→ **Task requirements**: Repeat the data in full. No line may differ from the original.

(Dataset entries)

____________________

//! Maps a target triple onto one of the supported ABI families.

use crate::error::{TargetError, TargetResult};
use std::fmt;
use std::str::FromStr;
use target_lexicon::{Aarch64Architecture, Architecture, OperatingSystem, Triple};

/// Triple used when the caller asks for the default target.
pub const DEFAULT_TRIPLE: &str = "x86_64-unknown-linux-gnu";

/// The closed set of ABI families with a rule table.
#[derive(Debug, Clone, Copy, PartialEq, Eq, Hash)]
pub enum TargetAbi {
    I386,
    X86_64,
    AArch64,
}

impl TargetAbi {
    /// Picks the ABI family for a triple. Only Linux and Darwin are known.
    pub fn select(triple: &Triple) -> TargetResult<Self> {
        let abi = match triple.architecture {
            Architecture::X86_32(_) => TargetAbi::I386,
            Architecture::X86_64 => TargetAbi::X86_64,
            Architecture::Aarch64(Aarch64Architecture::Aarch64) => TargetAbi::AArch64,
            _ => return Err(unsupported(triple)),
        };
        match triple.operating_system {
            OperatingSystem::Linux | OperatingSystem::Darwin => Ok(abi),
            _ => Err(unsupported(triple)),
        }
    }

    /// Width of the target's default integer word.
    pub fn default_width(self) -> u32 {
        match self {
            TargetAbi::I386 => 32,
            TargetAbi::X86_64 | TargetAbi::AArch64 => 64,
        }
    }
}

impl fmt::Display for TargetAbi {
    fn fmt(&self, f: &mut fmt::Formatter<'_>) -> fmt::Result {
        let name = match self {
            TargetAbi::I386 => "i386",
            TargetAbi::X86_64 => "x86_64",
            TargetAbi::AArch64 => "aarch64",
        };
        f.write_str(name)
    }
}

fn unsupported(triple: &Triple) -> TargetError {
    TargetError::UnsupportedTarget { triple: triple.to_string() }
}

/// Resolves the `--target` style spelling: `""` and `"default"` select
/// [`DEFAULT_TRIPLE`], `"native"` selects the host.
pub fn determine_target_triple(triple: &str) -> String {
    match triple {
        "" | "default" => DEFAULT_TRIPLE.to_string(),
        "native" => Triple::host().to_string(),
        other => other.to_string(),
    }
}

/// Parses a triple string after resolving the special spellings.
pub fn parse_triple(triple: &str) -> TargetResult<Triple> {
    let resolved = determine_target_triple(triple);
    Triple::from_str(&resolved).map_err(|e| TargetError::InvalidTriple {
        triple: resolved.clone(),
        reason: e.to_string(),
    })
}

____________________

→ **Written reply**:
//! Maps a target triple onto one of the supported ABI families.

use crate::error::{TargetError, TargetResult};
use std::fmt;
use std::str::FromStr;
use target_lexicon::{Aarch64Architecture, Architecture, OperatingSystem, Triple};

/// Triple used when the caller asks for the default target.
pub const DEFAULT_TRIPLE: &str = "x86_64-unknown-linux-gnu";

/// The closed set of ABI families with a rule table.
#[derive(Debug, Clone, Copy, PartialEq, Eq, Hash)]
pub enum TargetAbi {
    I386,
    X86_64,
    AArch64,
}

impl TargetAbi {
    /// Picks the ABI family for a triple. Only Linux and Darwin are known.
    pub fn select(triple: &Triple) -> TargetResult<Self> {
        let abi = match triple.architecture {
            Architecture::X86_32(_) => TargetAbi::I386,
            Architecture::X86_64 => TargetAbi::X86_64,
            Architecture::Aarch64(Aarch64Architecture::Aarch64) => TargetAbi::AArch64,
            _ => return Err(unsupported(triple)),
        };
        match triple.operating_system {
            OperatingSystem::Linux | OperatingSystem::Darwin => Ok(abi),
            _ => Err(unsupported(triple)),
        }
    }

    /// Width of the target's default integer word.
    pub fn default_width(self) -> u32 {
        match self {
            TargetAbi::I386 => 32,
            TargetAbi::X86_64 | TargetAbi::AArch64 => 64,
        }
    }
}

impl fmt::Display for TargetAbi {
    fn fmt(&self, f: &mut fmt::Formatter<'_>) -> fmt::Result {
        let name = match self {
            TargetAbi::I386 => "i386",
            TargetAbi::X86_64 => "x86_64",
            TargetAbi::AArch64 => "aarch64",
        };
        f.write_str(name)
    }
}

fn unsupported(triple: &Triple) -> TargetError {
    TargetError::UnsupportedTarget { triple: triple.to_string() }
}

/// Resolves the `--target` style spelling: `""` and `"default"` select
/// [`DEFAULT_TRIPLE`], `"native"` selects the host.
pub fn determine_target_triple(triple: &str) -> String {
    match triple {
        "" | "default" => DEFAULT_TRIPLE.to_string(),
        "native" => Triple::host().to_string(),
        other => other.to_string(),
    }
}

/// Parses a triple string after resolving the special spellings.
pub fn parse_triple(triple: &str) -> TargetResult<Triple> {
    let resolved = determine_target_triple(triple);
    Triple::from_str(&resolved).map_err(|e| TargetError::InvalidTriple {
        triple: resolved.clone(),
        reason: e.to_string(),
    })
}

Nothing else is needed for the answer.